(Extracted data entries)
[Start of section]

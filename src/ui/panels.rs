use eframe::egui::{self, Color32, RichText, ScrollArea, Ui};
use egui_extras::{Column, TableBuilder};

use super::format_money;
use crate::data::chart::ChartMode;
use crate::state::{AppState, NO_DATA};

/// Actor names listed at once in the sidebar; the search box narrows the rest.
const MAX_ACTORS_LISTED: usize = 200;

// ---------------------------------------------------------------------------
// Left side panel – filter widgets
// ---------------------------------------------------------------------------

/// Render the left filter panel.
pub fn side_panel(ui: &mut Ui, state: &mut AppState) {
    ui.heading("Filters");
    ui.separator();

    ScrollArea::vertical()
        .auto_shrink([false, false])
        .show(ui, |ui: &mut Ui| {
            year_range(ui, state);
            ui.separator();

            genre_list(ui, state);
            actor_list(ui, state);
            ui.separator();

            ui.strong("Search by title");
            let mut query = state.filters.title_query.clone();
            if ui.text_edit_singleline(&mut query).changed() {
                state.set_title_query(&query);
            }
            ui.separator();

            ui.checkbox(&mut state.show_stats, "Show more statistics");

            ui.strong("Chart");
            let mut mode = state.chart_mode();
            egui::ComboBox::from_id_salt("chart_mode")
                .selected_text(mode.label())
                .show_ui(ui, |ui: &mut Ui| {
                    for option in ChartMode::ALL {
                        ui.selectable_value(&mut mode, option, option.label());
                    }
                });
            state.set_chart_mode(mode);
        });
}

fn year_range(ui: &mut Ui, state: &mut AppState) {
    ui.strong("Release year");
    let (lo, hi) = state.year_bounds;
    let (mut min, mut max) = state.filters.year_range;

    let from = ui.add(egui::Slider::new(&mut min, lo..=hi).text("from"));
    let to = ui.add(egui::Slider::new(&mut max, lo..=hi).text("to"));

    // Keep the range ordered: the slider being dragged pushes the other one.
    if from.changed() || to.changed() {
        if min > max {
            if from.changed() {
                max = min;
            } else {
                min = max;
            }
        }
        state.set_year_range(min, max);
    }
}

fn genre_list(ui: &mut Ui, state: &mut AppState) {
    let header = format!("Genres  ({})", selection_label(&state.filters.genres));
    let mut toggled: Option<String> = None;

    egui::CollapsingHeader::new(RichText::new(header).strong())
        .id_salt("genres")
        .default_open(false)
        .show(ui, |ui: &mut Ui| {
            for genre in &state.genre_options {
                let mut checked = state.filters.genres.contains(genre);
                let text = RichText::new(genre).color(state.genre_colors.color_for(genre));
                if ui.checkbox(&mut checked, text).changed() {
                    toggled = Some(genre.clone());
                }
            }
        });

    if let Some(genre) = toggled {
        state.toggle_genre(&genre);
    }
}

fn actor_list(ui: &mut Ui, state: &mut AppState) {
    let header = format!("Actors  ({})", selection_label(&state.filters.actors));
    let mut toggled: Option<String> = None;

    egui::CollapsingHeader::new(RichText::new(header).strong())
        .id_salt("actors")
        .default_open(false)
        .show(ui, |ui: &mut Ui| {
            ui.add(egui::TextEdit::singleline(&mut state.actor_search).hint_text("find actor…"));
            let needle = state.actor_search.to_lowercase();

            // Selected names first so they can always be unticked.
            let selected = state.filters.actors.iter();
            let matching = state
                .actor_options
                .iter()
                .filter(|a| !state.filters.actors.contains(*a))
                .filter(|a| needle.is_empty() || a.to_lowercase().contains(&needle))
                .take(MAX_ACTORS_LISTED);

            ScrollArea::vertical()
                .id_salt("actor_scroll")
                .max_height(240.0)
                .show(ui, |ui: &mut Ui| {
                    for actor in selected.chain(matching) {
                        let mut checked = state.filters.actors.contains(actor);
                        if ui.checkbox(&mut checked, actor.as_str()).changed() {
                            toggled = Some(actor.clone());
                        }
                    }
                });
        });

    if let Some(actor) = toggled {
        state.toggle_actor(&actor);
    }
}

fn selection_label(selected: &std::collections::BTreeSet<String>) -> String {
    match selected.len() {
        0 => "none".to_string(),
        1 => selected.iter().next().cloned().unwrap_or_default(),
        n => format!("{n} selected"),
    }
}

// ---------------------------------------------------------------------------
// Top bar
// ---------------------------------------------------------------------------

/// Render the top menu / toolbar.
pub fn top_bar(ui: &mut Ui, state: &mut AppState) {
    egui::menu::bar(ui, |ui: &mut Ui| {
        ui.menu_button("File", |ui: &mut Ui| {
            let can_export = !state.visible_indices.is_empty();
            if ui
                .add_enabled(can_export, egui::Button::new("Export CSV…"))
                .clicked()
            {
                save_file_dialog(state);
                ui.close_menu();
            }
            if ui.button("Reset filters").clicked() {
                state.reset_filters();
                ui.close_menu();
            }
        });

        ui.separator();

        ui.label(format!(
            "{} movies loaded, {} visible",
            state.table.len(),
            state.visible_indices.len()
        ));

        if let Some(msg) = &state.status_message {
            ui.separator();
            let colour = if msg.starts_with("Error") {
                Color32::RED
            } else {
                Color32::GRAY
            };
            ui.label(RichText::new(msg).color(colour));
        }
    });
}

// ---------------------------------------------------------------------------
// Metrics and statistics
// ---------------------------------------------------------------------------

/// Count, mean score and median ROI side by side.
pub fn metrics_row(ui: &mut Ui, state: &AppState) {
    let metrics = state.metrics();
    ui.columns(3, |cols| {
        metric(&mut cols[0], "Movies", metrics.count.to_string());
        metric(&mut cols[1], "Mean IMDB score", metrics.mean_score_text());
        metric(&mut cols[2], "Median ROI", metrics.median_roi_text());
    });
}

fn metric(ui: &mut Ui, label: &str, value: String) {
    ui.label(RichText::new(label).weak());
    ui.label(RichText::new(value).size(26.0).strong());
}

pub fn extra_stats(ui: &mut Ui, state: &AppState) {
    if state.visible_indices.is_empty() {
        return;
    }
    let stats = state.extra_stats();
    let money = |v: Option<f64>| v.map_or_else(|| NO_DATA.to_string(), format_money);

    ui.heading("More statistics");
    egui::Grid::new("extra_stats").num_columns(2).show(ui, |ui: &mut Ui| {
        ui.strong("Most common genre:");
        ui.label(stats.top_genre.as_deref().unwrap_or(NO_DATA));
        ui.end_row();
        ui.strong("Most frequent actor:");
        ui.label(stats.top_actor.as_deref().unwrap_or(NO_DATA));
        ui.end_row();
        ui.strong("Mean budget:");
        ui.label(money(stats.mean_budget));
        ui.end_row();
        ui.strong("Mean gross:");
        ui.label(money(stats.mean_gross));
        ui.end_row();
    });
}

// ---------------------------------------------------------------------------
// Results table
// ---------------------------------------------------------------------------

/// The visible movies with the columns the dashboard lists.
pub fn results_table(ui: &mut Ui, state: &AppState) {
    ui.heading("Search results");
    if state.visible_indices.is_empty() {
        ui.label("No movies match the filters.");
        return;
    }
    ui.label(format!("Found {} movies", state.visible_indices.len()));

    let movies = &state.table.movies;
    let headers = [
        "Title", "Genres", "Actor 1", "Actor 2", "Actor 3", "IMDB", "Budget", "Gross",
    ];

    TableBuilder::new(ui)
        .striped(true)
        .resizable(true)
        .column(Column::initial(220.0).at_least(80.0))
        .column(Column::initial(180.0).at_least(60.0))
        .columns(Column::initial(120.0).at_least(60.0), 3)
        .column(Column::initial(50.0))
        .columns(Column::initial(110.0), 2)
        .header(20.0, |mut header| {
            for h in headers {
                header.col(|ui| {
                    ui.strong(h);
                });
            }
        })
        .body(|body| {
            body.rows(18.0, state.visible_indices.len(), |mut row| {
                let m = &movies[state.visible_indices[row.index()]];
                row.col(|ui| {
                    ui.label(m.title.as_str());
                });
                row.col(|ui| {
                    ui.label(m.genres.as_str());
                });
                for actor in &m.actors {
                    row.col(|ui| {
                        ui.label(actor.as_str());
                    });
                }
                row.col(|ui| {
                    ui.label(format!("{:.1}", m.imdb_score));
                });
                row.col(|ui| {
                    ui.label(format_money(m.budget));
                });
                row.col(|ui| {
                    ui.label(format_money(m.gross));
                });
            });
        });
}

// ---------------------------------------------------------------------------
// File dialog
// ---------------------------------------------------------------------------

pub fn save_file_dialog(state: &mut AppState) {
    let file = rfd::FileDialog::new()
        .set_title("Export filtered movies")
        .set_file_name(&state.config.export_file_name)
        .add_filter("CSV", &["csv"])
        .save_file();

    if let Some(path) = file {
        state.export_to(&path);
    }
}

[End of section]

Task details –
If the string "AppState" is in a line of the entries, pick that line out.

Reply –
use crate::state::{AppState, NO_DATA};
pub fn side_panel(ui: &mut Ui, state: &mut AppState) {
fn year_range(ui: &mut Ui, state: &mut AppState) {
fn genre_list(ui: &mut Ui, state: &mut AppState) {
fn actor_list(ui: &mut Ui, state: &mut AppState) {
pub fn top_bar(ui: &mut Ui, state: &mut AppState) {
pub fn metrics_row(ui: &mut Ui, state: &AppState) {
pub fn extra_stats(ui: &mut Ui, state: &AppState) {
pub fn results_table(ui: &mut Ui, state: &AppState) {
pub fn save_file_dialog(state: &mut AppState) {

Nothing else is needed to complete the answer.